### Source data

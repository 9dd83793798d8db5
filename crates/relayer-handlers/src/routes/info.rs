// Copyright 2022 Webb Technologies Inc.
//
// Licensed under the Apache License, Version 2.0 (the "License");
// you may not use this file except in compliance with the License.
// You may obtain a copy of the License at
//
// http://www.apache.org/licenses/LICENSE-2.0
//
// Unless required by applicable law or agreed to in writing, software
// distributed under the License is distributed on an "AS IS" BASIS,
// WITHOUT WARRANTIES OR CONDITIONS OF ANY KIND, either express or implied.
// See the License for the specific language governing permissions and
// limitations under the License.

use std::sync::Arc;

use axum::extract::State;
use axum::Json;
use serde_json::json;

use confession_relayer_context::RelayerContext;
use confession_relayer_handler_utils::IpInformationResponse;

use crate::CallerAddress;

/// Handles the `ip` address response
pub async fn handle_ip_info(
    CallerAddress(ip): CallerAddress,
) -> Json<IpInformationResponse> {
    Json(IpInformationResponse { ip })
}

/// Handles `GET /api/manifest.json`
///
/// The web app manifest, rooted at the configured `app-url`.
pub async fn handle_manifest(
    State(ctx): State<Arc<RelayerContext>>,
) -> Json<serde_json::Value> {
    let start_url = ctx
        .config
        .app_url
        .as_ref()
        .map(|u| u.to_string())
        .unwrap_or_else(|| "/".to_owned());
    let icon = |size: u32| {
        json!({
            "src": format!("/icon-{size}.png"),
            "sizes": format!("{size}x{size}"),
            "type": "image/png",
        })
    };
    Json(json!({
        "name": "Anonymous Confessions",
        "short_name": "Confessions",
        "description": "Anonymous confessions, anchored on chain by a relayer",
        "start_url": start_url,
        "scope": start_url,
        "display": "standalone",
        "background_color": "#0b0b12",
        "theme_color": "#6d28d9",
        "icons": [icon(192), icon(512)],
    }))
}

######

▶ **What to do**: Every line that holds the string "async" must be copied from the records above.

▶ **Response**:
pub async fn handle_ip_info(
pub async fn handle_manifest(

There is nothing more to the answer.